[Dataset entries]
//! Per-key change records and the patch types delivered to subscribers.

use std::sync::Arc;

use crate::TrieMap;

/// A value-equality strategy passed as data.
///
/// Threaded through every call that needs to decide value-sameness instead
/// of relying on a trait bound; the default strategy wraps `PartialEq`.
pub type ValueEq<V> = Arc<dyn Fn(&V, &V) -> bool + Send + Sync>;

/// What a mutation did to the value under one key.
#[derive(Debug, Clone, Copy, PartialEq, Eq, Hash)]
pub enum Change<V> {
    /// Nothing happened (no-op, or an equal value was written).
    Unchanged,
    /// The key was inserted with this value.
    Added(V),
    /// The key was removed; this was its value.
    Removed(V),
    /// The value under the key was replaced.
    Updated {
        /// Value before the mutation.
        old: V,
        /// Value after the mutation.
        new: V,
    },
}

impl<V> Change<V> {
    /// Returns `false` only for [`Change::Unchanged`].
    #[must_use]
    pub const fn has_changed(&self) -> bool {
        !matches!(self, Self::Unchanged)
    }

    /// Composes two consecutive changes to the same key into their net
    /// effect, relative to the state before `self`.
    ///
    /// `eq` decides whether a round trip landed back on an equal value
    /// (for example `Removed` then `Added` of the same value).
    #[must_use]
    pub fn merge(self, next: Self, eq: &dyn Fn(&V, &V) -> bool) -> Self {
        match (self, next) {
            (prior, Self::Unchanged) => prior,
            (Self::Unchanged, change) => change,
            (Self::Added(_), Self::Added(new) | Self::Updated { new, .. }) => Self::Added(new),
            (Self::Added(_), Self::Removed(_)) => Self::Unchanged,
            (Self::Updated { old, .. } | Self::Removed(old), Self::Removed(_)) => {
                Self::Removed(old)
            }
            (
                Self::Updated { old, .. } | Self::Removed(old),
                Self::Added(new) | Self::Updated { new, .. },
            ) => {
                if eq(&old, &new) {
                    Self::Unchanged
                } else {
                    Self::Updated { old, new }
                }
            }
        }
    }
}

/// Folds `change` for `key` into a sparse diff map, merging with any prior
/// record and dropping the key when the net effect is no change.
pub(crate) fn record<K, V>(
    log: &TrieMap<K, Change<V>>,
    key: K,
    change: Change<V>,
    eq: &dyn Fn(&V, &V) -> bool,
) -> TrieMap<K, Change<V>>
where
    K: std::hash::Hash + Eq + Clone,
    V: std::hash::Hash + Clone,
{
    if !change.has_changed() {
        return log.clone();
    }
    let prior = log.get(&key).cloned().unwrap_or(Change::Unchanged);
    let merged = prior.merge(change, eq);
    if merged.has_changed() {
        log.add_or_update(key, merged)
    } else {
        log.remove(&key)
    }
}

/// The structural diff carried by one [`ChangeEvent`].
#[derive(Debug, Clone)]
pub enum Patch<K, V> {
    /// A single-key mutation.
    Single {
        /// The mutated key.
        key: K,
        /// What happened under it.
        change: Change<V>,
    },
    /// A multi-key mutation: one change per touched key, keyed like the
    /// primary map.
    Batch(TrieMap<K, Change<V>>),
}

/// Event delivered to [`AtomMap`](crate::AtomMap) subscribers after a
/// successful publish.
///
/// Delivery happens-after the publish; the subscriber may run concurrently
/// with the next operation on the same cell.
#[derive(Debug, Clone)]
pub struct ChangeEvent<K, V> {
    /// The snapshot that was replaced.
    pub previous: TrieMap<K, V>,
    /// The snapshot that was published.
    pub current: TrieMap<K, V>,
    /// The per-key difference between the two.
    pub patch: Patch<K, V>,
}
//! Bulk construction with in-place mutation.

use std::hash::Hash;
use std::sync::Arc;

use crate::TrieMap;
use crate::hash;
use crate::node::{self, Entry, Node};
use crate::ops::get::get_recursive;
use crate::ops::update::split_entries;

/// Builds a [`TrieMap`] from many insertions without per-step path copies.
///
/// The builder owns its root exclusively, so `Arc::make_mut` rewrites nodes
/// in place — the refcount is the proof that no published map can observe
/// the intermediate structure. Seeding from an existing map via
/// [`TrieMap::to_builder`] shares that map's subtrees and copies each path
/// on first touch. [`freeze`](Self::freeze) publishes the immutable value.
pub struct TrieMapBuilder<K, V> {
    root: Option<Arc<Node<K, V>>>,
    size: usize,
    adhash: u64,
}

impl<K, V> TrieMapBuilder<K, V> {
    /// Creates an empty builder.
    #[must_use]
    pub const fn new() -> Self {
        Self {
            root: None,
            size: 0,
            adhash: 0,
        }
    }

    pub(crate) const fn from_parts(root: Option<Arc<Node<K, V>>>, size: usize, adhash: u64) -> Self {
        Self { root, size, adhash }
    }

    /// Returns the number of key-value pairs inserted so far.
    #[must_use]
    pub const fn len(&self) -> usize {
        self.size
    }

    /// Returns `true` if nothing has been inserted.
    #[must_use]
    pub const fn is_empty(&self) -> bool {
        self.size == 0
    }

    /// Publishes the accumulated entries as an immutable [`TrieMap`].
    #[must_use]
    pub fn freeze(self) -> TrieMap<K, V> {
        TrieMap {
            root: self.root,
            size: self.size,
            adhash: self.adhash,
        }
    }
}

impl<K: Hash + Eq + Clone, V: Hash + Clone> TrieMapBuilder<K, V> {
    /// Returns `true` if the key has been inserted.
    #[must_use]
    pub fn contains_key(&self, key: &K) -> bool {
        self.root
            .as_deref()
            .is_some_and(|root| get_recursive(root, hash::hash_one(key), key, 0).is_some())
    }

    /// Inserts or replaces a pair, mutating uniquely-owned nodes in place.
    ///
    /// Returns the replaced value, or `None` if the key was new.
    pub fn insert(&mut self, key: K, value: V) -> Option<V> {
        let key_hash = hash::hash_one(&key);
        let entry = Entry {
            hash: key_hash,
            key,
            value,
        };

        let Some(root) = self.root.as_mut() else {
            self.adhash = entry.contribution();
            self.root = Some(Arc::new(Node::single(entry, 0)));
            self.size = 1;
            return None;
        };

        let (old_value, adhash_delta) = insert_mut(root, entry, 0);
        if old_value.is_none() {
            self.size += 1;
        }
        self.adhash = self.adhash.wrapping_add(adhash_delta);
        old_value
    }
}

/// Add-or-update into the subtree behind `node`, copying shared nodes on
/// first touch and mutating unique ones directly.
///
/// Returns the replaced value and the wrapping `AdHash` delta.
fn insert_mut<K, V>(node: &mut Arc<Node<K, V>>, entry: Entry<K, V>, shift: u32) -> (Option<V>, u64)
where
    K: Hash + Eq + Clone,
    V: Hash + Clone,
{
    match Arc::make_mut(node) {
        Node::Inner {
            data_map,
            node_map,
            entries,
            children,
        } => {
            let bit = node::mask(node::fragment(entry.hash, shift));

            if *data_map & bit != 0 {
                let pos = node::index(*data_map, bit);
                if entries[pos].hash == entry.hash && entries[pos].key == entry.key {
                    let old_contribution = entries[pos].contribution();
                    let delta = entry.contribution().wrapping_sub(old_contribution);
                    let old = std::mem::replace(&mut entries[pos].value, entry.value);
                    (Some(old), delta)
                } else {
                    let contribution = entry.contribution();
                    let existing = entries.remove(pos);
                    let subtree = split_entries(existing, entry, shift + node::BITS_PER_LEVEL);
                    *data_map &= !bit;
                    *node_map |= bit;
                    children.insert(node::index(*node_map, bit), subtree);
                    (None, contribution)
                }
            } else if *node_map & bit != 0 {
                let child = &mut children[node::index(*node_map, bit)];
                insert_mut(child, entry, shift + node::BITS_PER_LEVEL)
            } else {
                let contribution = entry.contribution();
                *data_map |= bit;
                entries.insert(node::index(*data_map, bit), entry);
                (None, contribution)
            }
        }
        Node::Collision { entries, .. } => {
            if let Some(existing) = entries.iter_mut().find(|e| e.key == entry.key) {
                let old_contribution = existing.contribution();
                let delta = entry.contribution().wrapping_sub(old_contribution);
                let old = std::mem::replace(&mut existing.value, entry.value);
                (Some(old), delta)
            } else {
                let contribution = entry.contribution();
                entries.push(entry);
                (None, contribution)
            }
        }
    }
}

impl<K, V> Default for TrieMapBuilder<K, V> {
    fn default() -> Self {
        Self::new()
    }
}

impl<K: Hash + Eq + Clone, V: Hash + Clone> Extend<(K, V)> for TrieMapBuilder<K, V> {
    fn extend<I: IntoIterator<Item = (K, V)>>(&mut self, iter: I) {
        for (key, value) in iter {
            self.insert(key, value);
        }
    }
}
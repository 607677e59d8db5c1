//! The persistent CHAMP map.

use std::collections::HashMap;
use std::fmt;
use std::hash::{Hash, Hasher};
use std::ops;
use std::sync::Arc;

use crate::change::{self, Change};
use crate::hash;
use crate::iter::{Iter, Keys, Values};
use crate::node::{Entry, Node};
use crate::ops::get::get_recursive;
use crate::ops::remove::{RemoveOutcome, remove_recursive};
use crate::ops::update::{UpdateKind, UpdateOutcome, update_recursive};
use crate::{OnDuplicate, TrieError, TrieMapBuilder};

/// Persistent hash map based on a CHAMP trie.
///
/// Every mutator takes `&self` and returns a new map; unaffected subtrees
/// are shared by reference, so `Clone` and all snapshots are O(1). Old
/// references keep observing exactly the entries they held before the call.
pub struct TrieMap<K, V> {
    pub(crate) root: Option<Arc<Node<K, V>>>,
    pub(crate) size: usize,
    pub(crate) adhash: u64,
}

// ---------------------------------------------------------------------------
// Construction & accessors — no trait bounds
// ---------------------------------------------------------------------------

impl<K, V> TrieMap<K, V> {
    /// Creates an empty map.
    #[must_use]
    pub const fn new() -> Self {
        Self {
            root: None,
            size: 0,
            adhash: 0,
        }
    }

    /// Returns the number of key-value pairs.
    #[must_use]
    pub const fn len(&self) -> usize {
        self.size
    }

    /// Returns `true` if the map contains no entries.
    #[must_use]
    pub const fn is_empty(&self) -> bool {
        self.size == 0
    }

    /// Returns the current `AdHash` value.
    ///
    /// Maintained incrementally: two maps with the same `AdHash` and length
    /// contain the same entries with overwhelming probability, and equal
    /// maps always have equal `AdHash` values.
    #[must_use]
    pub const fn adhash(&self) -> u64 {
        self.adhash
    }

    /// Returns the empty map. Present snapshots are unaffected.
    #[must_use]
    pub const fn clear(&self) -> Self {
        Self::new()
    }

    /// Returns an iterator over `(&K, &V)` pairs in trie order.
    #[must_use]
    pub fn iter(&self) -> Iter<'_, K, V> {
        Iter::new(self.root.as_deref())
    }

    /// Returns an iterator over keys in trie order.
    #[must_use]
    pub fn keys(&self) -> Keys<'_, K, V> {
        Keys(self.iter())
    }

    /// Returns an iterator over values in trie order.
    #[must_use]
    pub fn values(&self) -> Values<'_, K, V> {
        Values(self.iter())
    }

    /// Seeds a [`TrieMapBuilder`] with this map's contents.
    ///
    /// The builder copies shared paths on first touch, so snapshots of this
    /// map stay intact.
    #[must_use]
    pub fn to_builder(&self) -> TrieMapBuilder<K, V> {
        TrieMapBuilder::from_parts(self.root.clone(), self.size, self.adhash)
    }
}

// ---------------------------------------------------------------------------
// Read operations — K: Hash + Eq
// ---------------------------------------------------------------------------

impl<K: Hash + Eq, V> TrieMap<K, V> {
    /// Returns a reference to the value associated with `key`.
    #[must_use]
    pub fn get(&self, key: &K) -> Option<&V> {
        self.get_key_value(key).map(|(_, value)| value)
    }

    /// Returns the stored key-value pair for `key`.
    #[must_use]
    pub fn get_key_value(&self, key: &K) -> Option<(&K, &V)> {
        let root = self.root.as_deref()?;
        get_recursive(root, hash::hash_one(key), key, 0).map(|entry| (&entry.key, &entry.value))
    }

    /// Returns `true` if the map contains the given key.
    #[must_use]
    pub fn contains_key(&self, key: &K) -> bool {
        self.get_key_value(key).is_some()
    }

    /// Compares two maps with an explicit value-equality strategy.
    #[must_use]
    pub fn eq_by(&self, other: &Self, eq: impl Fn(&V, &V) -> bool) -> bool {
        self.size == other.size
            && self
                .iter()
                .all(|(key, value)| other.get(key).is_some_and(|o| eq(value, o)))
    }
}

(Instructions for the task) Quote the data above from the line containing "pub const fn adhash(&self)" to the line containing "pub fn get_key_value(&self, key: &K)", inclusive, and stop.

(Written answer)
    pub const fn adhash(&self) -> u64 {
        self.adhash
    }

    /// Returns the empty map. Present snapshots are unaffected.
    #[must_use]
    pub const fn clear(&self) -> Self {
        Self::new()
    }

    /// Returns an iterator over `(&K, &V)` pairs in trie order.
    #[must_use]
    pub fn iter(&self) -> Iter<'_, K, V> {
        Iter::new(self.root.as_deref())
    }

    /// Returns an iterator over keys in trie order.
    #[must_use]
    pub fn keys(&self) -> Keys<'_, K, V> {
        Keys(self.iter())
    }

    /// Returns an iterator over values in trie order.
    #[must_use]
    pub fn values(&self) -> Values<'_, K, V> {
        Values(self.iter())
    }

    /// Seeds a [`TrieMapBuilder`] with this map's contents.
    ///
    /// The builder copies shared paths on first touch, so snapshots of this
    /// map stay intact.
    #[must_use]
    pub fn to_builder(&self) -> TrieMapBuilder<K, V> {
        TrieMapBuilder::from_parts(self.root.clone(), self.size, self.adhash)
    }
}

// ---------------------------------------------------------------------------
// Read operations — K: Hash + Eq
// ---------------------------------------------------------------------------

impl<K: Hash + Eq, V> TrieMap<K, V> {
    /// Returns a reference to the value associated with `key`.
    #[must_use]
    pub fn get(&self, key: &K) -> Option<&V> {
        self.get_key_value(key).map(|(_, value)| value)
    }

    /// Returns the stored key-value pair for `key`.
    #[must_use]
    pub fn get_key_value(&self, key: &K) -> Option<(&K, &V)> {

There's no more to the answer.